Aka user signs up to auto-pay 50 credits a month, then subscribes to various features that auto-deduct from those credits?
Not sure, I think the need for functionality exists, and the opportunity to add to the bottom line is there. However, I've not been able to think up anything at this point that doesn't end up sounding convoluted from the end-user and/or management perspective.
— 23rd November 2009 (2 years ago) #
Maybe instead of all of these different solutions (supporter plugin, upgrade plugin, etc.) what we really need is some sort of centralized micropayment system that various functionality could then easily be built off of?
I always thought a digital version of Ithaca Bucks would be a cool business model, maybe WPMU is the platform that naturally calls for it.
Member — 23rd November 2009 (2 years ago) #
My application would be like John said for recurring (subscription) payments.
Where someone would get charged a recurring Silver/Gold/Platinum payment.
Although I hate hard coding levels;-) If you were to set 5-10 levels that a person could call what they want that should work fine. Most would probably just use 2 or 3 levels.
We could then in the supporter plugin have the ability to say whether a plugin works with Free , Supporter, Level1, Level 2, ..., Level10
Each "Level" would have multiple membership periods: Monthly, Quarterly, 6 Months, 1 Year, Lifetime.
So the supporter plugin would allow other plugins, themes, and post/pages/URLS to be assigned to different Levels.
Whenever a free person would try to enable a plugin or access content not available at their level, that requres say "Gold" level. It would have a link saying "Get the benefits of this plugin. Click here to upgrade"
aMember (http://www.amember.com/) does a fantastic job of this.
http://www.amember.com/p/Main/Features
Also if you had the ability to use Authorize.net and not only Paypal would be good. My experience with recurring payments with Paypal is that there are many more failures with Paypal compared to Credit Card.
Plus some people refuse to use Paypal or cannot get a Paypal account but can get a Credit Card / Debit Card that would be a valid payment source for their recurring membership.
Does any of that make sense?
Member — 5th December 2009 (2 years ago) #
If you look though the past, dozens of us have asked for this feature. They don't really want to do it because it doesn't fit there model edu blogs model. I don't really blame them, would you want to maintain something you don't use?
I've found another plugin that works similar to supporter.
I use this: summitmediaconcepts.com wpmu subscriptions plugin. It doesn't have as many features and is still early in the development cycle BUT it does what you need, allow for multiple user levels.

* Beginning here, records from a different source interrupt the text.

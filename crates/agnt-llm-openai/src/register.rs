//! Registry integration for the OpenAI provider.

use agnt_llm_registry::{ProviderOptions, Registry};

use crate::{provider, OpenAIConfig};

/// The npm packages this crate can serve.
const COMPATIBLE_PACKAGES: &[&str] = &["@ai-sdk/openai"];

/// Register this provider with the given [`Registry`] for all compatible npm
/// packages (`@ai-sdk/openai`).
///
/// After calling this, any model in the models.dev spec whose effective npm
/// package is `@ai-sdk/openai` will be routed through this crate.
///
/// ```ignore
/// let mut registry = Registry::new();
/// agnt_llm_openai::register(&mut registry);
/// registry.fetch_spec().await?;
/// let model = registry.model("opencode", "gpt-5.2-codex")?;
/// ```
pub fn register(registry: &mut Registry) {
    for &npm in COMPATIBLE_PACKAGES {
        registry.add_factory(npm, factory);
    }
}

fn factory(
    options: ProviderOptions,
) -> Result<agnt_llm::LanguageModelProvider, agnt_llm_registry::Error> {
    Ok(provider(OpenAIConfig {
        auth_token: options.api_key.unwrap_or_default(),
        base_url: options
            .api_endpoint
            .unwrap_or_else(|| "https://api.openai.com/v1".into()),
        ..Default::default()
    }))
}
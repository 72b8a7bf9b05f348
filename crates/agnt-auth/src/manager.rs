use std::collections::HashMap;
use std::sync::{Arc, Mutex};
use std::time::{SystemTime, UNIX_EPOCH};

use agnt_llm_registry::{
    ApiKeyAuth, AuthMethod, AuthRequest, AuthResolver, OAuthPkceAuth, ResolvedAuth,
};

use crate::error::Error;
use crate::oauth::{
    OAuthCredential, OAuthStart, begin_pkce, exchange_authorization_code, extract_code_from_input,
    refresh_pkce_token,
};
use crate::store::{KeyringStore, StoredCredential};

/// Headless auth manager (keyring + oauth/api-key resolution/persistence).
pub struct AuthManager {
    store: KeyringStore,
    cache: Mutex<HashMap<String, StoredCredential>>,
}

impl AuthManager {
    pub fn new(service_name: impl Into<String>) -> Self {
        Self {
            store: KeyringStore::new(service_name),
            cache: Mutex::new(HashMap::new()),
        }
    }

    pub fn resolver(self: &Arc<Self>) -> Arc<dyn AuthResolver> {
        Arc::new(AuthManagerResolver {
            manager: Arc::clone(self),
        })
    }

    pub fn resolve_cached(&self, request: &AuthRequest) -> Result<Option<ResolvedAuth>, Error> {
        match &request.auth_method {
            AuthMethod::ApiKey(ApiKeyAuth { env }) => {
                for var in env {
                    if let Ok(value) = std::env::var(var)
                        && !value.trim().is_empty()
                    {
                        return Ok(Some(ResolvedAuth::api_key(value)));
                    }
                }
                match self.load_credential(&request.provider_id)? {
                    Some(StoredCredential::ApiKey { api_key }) => {
                        Ok(Some(ResolvedAuth::api_key(api_key)))
                    }
                    _ => Ok(None),
                }
            }
            AuthMethod::OAuthPkce(_) => match self.load_credential(&request.provider_id)? {
                Some(StoredCredential::OAuthPkce { access_token, .. }) => {
                    Ok(Some(ResolvedAuth::bearer(access_token)))
                }
                _ => Ok(None),
            },
        }
    }

    pub fn store_api_key(
        &self,
        provider_id: &str,
        api_key: impl Into<String>,
    ) -> Result<ResolvedAuth, Error> {
        let api_key = api_key.into();
        let credential = StoredCredential::ApiKey {
            api_key: api_key.clone(),
        };
        self.store.save(provider_id, &credential)?;
        self.cache_set(provider_id, credential);
        Ok(ResolvedAuth::api_key(api_key))
    }

    pub fn begin_oauth(
        &self,
        _provider_id: &str,
        config: &OAuthPkceAuth,
    ) -> Result<OAuthStart, Error> {
        begin_pkce(config)
    }

    pub async fn complete_oauth(
        &self,
        provider_id: &str,
        config: &OAuthPkceAuth,
        pending: &OAuthStart,
        authorization_input: &str,
    ) -> Result<ResolvedAuth, Error> {
        let code = extract_code_from_input(authorization_input, &pending.state)?;
        let credential = exchange_authorization_code(config, &code, &pending.verifier).await?;
        let access_token = credential.access_token.clone();
        self.save_oauth_credential(provider_id, credential)?;
        Ok(ResolvedAuth::bearer(access_token))
    }

    pub async fn refresh_oauth_if_needed(
        &self,
        provider_id: &str,
        config: &OAuthPkceAuth,
    ) -> Result<Option<ResolvedAuth>, Error> {
        let Some(stored) = self.load_credential(provider_id)? else {
            return Ok(None);
        };
        let StoredCredential::OAuthPkce {
            access_token,
            refresh_token,
            expires_at_ms,
            metadata,
        } = stored
        else {
            return Ok(None);
        };

        if expires_at_ms > now_ms() {
            return Ok(Some(ResolvedAuth::bearer(access_token)));
        }

        let refreshed = refresh_pkce_token(config, &refresh_token).await?;
        let credential = StoredCredential::OAuthPkce {
            access_token: refreshed.access_token.clone(),
            refresh_token: refreshed.refresh_token,
            expires_at_ms: refreshed.expires_at_ms,
            metadata,
        };
        self.store.save(provider_id, &credential)?;
        self.cache_set(provider_id, credential);
        Ok(Some(ResolvedAuth::bearer(refreshed.access_token)))
    }

    fn save_oauth_credential(
        &self,
        provider_id: &str,
        credential: OAuthCredential,
    ) -> Result<(), Error> {
        let stored = StoredCredential::OAuthPkce {
            access_token: credential.access_token,
            refresh_token: credential.refresh_token,
            expires_at_ms: credential.expires_at_ms,
            metadata: Default::default(),
        };
        self.store.save(provider_id, &stored)?;
        self.cache_set(provider_id, stored);
        Ok(())
    }

    fn load_credential(&self, provider_id: &str) -> Result<Option<StoredCredential>, Error> {
        if let Some(value) = self.cache_get(provider_id) {
            return Ok(Some(value));
        }

        let loaded = self.store.load(provider_id)?;
        if let Some(ref value) = loaded {
            self.cache_set(provider_id, value.clone());
        }
        Ok(loaded)
    }

    fn cache_get(&self, provider_id: &str) -> Option<StoredCredential> {
        self.cache
            .lock()
            .unwrap_or_else(|poisoned| poisoned.into_inner())
            .get(provider_id)
            .cloned()
    }

    fn cache_set(&self, provider_id: &str, credential: StoredCredential) {
        self.cache
            .lock()
            .unwrap_or_else(|poisoned| poisoned.into_inner())
            .insert(provider_id.to_string(), credential);
    }
}

struct AuthManagerResolver {
    manager: Arc<AuthManager>,
}

impl AuthResolver for AuthManagerResolver {
    fn resolve(
        &self,
        request: &AuthRequest,
    ) -> Result<Option<ResolvedAuth>, agnt_llm_registry::Error> {
        self.manager
            .resolve_cached(request)
            .map_err(|e| agnt_llm_registry::Error::Factory(Box::new(e)))
    }
}

fn now_ms() -> u64 {
    SystemTime::now()
        .duration_since(UNIX_EPOCH)
        .unwrap_or_default()
        .as_millis() as u64
}
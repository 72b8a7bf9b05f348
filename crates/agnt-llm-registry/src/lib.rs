//! # agnt-llm-registry
//!
//! A provider registry for language models, backed by the
//! [models.dev](https://models.dev) specification.
//!
//! This crate lets you:
//!
//! - **Register named LLM providers** with factory closures that construct
//!   [`agnt_llm::LanguageModelProvider`] instances on demand.
//! - **List models** and their capabilities using the models.dev spec.
//! - **Dynamically register providers** by convention â€” any provider in the
//!   models.dev spec can be wired up with minimal code.
//!
//! # Quick start
//!
//! ```ignore
//! use agnt_llm_registry::{Registry, ProviderOptions};
//!
//! let mut registry = Registry::new();
//!
//! // Register a provider with a factory closure.
//! // The closure receives ProviderOptions with api_key and api_endpoint
//! // resolved from the models.dev spec and environment variables.
//! registry.add_provider("openai", |options: ProviderOptions| {
//!     Ok(agnt_llm_openai::provider(OpenAIConfig {
//!         api_key: options.api_key.unwrap_or_default(),
//!         base_url: options.api_endpoint
//!             .unwrap_or_else(|| "https://api.openai.com/v1".into()),
//!     }))
//! });
//!
//! // Optionally load the models.dev spec for model metadata
//! registry.fetch_spec().await?;
//!
//! // List available models for a provider
//! let models = registry.list_models("openai");
//!
//! // Get a model handle
//! let model = registry.model("openai", "gpt-4.1-nano")?;
//! // or: let model = registry.model_from_string("openai:gpt-4.1-nano")?;
//! ```

pub mod error;
pub mod factory;
pub mod registry;
pub mod spec;

pub use error::Error;
pub use factory::{ProviderFactory, ProviderOptions};
pub use registry::{AvailableProvider, Registry};
pub use spec::{
    ModelCost, ModelLimit, ModelProviderOverride, ModelSpec, Modalities, ModelsDevSpec, ProviderSpec,
};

But if you can get away with 1 user level, I'd probably stick with Supporter... It's easier to use, and already has plugins made to work with it.
Brad
Sales & Support Lead — 6th December 2009 (2 years ago) #
I have been looking for something similar to what @John describes above. A community based blog where individuals get a certain set of plugins/themes etc, but then businesses could sign up for an e-commerce solution at an additional cost. We're running into the same barriers as mentioned above, but still interested in a system that provides for Free, Level 1, and Level 2 structure.
I haven't tried the summitmediaconcepts.com plugin, but I've looked at it in the past and it looks very promising. Of course, the final hurdle is a decent e-commerce plugin for wpmu. wp e-commerce is a pain (no offense to anyone) and shopp doesn't officially support wpmu yet either. Probably these issues will be downplayed once the merge happens.